## RECORDS SHOWN
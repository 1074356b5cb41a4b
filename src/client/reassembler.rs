//! Turns a frame stream into message state.
//!
//! ```text
//! Idle -> AwaitingFirstChunk -> Accumulating -> Complete
//!              \___________________\________-> Error
//! ```
//!
//! The user message is appended optimistically when a send begins and is
//! never removed. The assistant message is created by the first chunk and
//! its content is always the whole accumulated text.

use log::debug;

use crate::models::chat::{ ChatMessage, InferenceResponse };
use crate::models::stream::StreamFrame;

#[derive(Debug, Clone, Copy, PartialEq, Eq)]
pub enum Phase {
    Idle,
    AwaitingFirstChunk,
    Accumulating,
    Complete,
    Error,
}

#[derive(Debug, Clone, PartialEq, Eq)]
pub enum ReassemblyEvent {
    ThreadIdLatched(String),
    Completed,
    Failed(String),
}

#[derive(Debug, Clone)]
pub struct Reassembler {
    phase: Phase,
    messages: Vec<ChatMessage>,
    accumulator: String,
    assistant_index: Option<usize>,
    thread_id: Option<String>,
    error: Option<String>,
}

impl Default for Reassembler {
    fn default() -> Self {
        Self::new(None, Vec::new())
    }
}

impl Reassembler {
    pub fn new(thread_id: Option<String>, messages: Vec<ChatMessage>) -> Self {
        Self {
            phase: Phase::Idle,
            messages,
            accumulator: String::new(),
            assistant_index: None,
            thread_id,
            error: None,
        }
    }

    pub fn phase(&self) -> Phase {
        self.phase
    }

    pub fn messages(&self) -> &[ChatMessage] {
        &self.messages
    }

    pub fn thread_id(&self) -> Option<&str> {
        self.thread_id.as_deref()
    }

    pub fn error(&self) -> Option<&str> {
        self.error.as_deref()
    }

    pub fn is_loading(&self) -> bool {
        matches!(self.phase, Phase::AwaitingFirstChunk | Phase::Accumulating)
    }

    /// True once the current reply has produced any text.
    pub fn chunk_received(&self) -> bool {
        self.assistant_index.is_some()
    }

    pub fn begin(&mut self, user_message: ChatMessage) {
        self.messages.push(user_message);
        self.accumulator.clear();
        self.assistant_index = None;
        self.error = None;
        self.phase = Phase::AwaitingFirstChunk;
    }

    pub fn apply(&mut self, frame: StreamFrame) -> Vec<ReassemblyEvent> {
        if !self.is_loading() {
            debug!("Ignoring {:?} in phase {:?}", frame, self.phase);
            return Vec::new();
        }
        match frame {
            StreamFrame::ThreadId(id) => self.latch(id).into_iter().collect(),
            StreamFrame::Chunk(text) => {
                self.accumulator.push_str(&text);
                match self.assistant_index {
                    Some(i) => {
                        self.messages[i].content = self.accumulator.clone();
                    }
                    None => {
                        self.messages.push(ChatMessage::assistant(self.accumulator.clone()));
                        self.assistant_index = Some(self.messages.len() - 1);
                        self.phase = Phase::Accumulating;
                    }
                }
                Vec::new()
            }
            StreamFrame::Done => {
                self.phase = Phase::Complete;
                vec![ReassemblyEvent::Completed]
            }
            StreamFrame::Error(message) => self.fail(message),
        }
    }

    pub fn fail(&mut self, message: impl Into<String>) -> Vec<ReassemblyEvent> {
        let message = message.into();
        if let Some(i) = self.assistant_index.take() {
            if self.messages[i].content.is_empty() {
                self.messages.remove(i);
            }
        }
        self.error = Some(message.clone());
        self.phase = Phase::Error;
        vec![ReassemblyEvent::Failed(message)]
    }

    /// Finishes the current send with a whole (non-streamed) reply.
    pub fn complete_with(&mut self, response: InferenceResponse) -> Vec<ReassemblyEvent> {
        let mut events: Vec<ReassemblyEvent> = self.latch(response.thread_id).into_iter().collect();
        self.messages.push(ChatMessage::assistant(response.response));
        self.assistant_index = Some(self.messages.len() - 1);
        self.phase = Phase::Complete;
        events.push(ReassemblyEvent::Completed);
        events
    }

    pub fn dismiss_error(&mut self) {
        self.error = None;
        if self.phase == Phase::Error {
            self.phase = Phase::Idle;
        }
    }

    /// Overwrites the history with a newer copy, unless a reply is in flight.
    pub fn replace_messages(&mut self, messages: Vec<ChatMessage>) -> bool {
        if self.is_loading() {
            return false;
        }
        self.messages = messages;
        self.assistant_index = None;
        true
    }

    fn latch(&mut self, id: String) -> Option<ReassemblyEvent> {
        if self.thread_id.is_some() || id.is_empty() {
            return None;
        }
        self.thread_id = Some(id.clone());
        Some(ReassemblyEvent::ThreadIdLatched(id))
    }
}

## WORK INSTRUCTIONS
Go through the listing above line by line and say how many lines hold the word "ReassemblyEvent". Reply with that number only.

## YOUR RESPONSE
10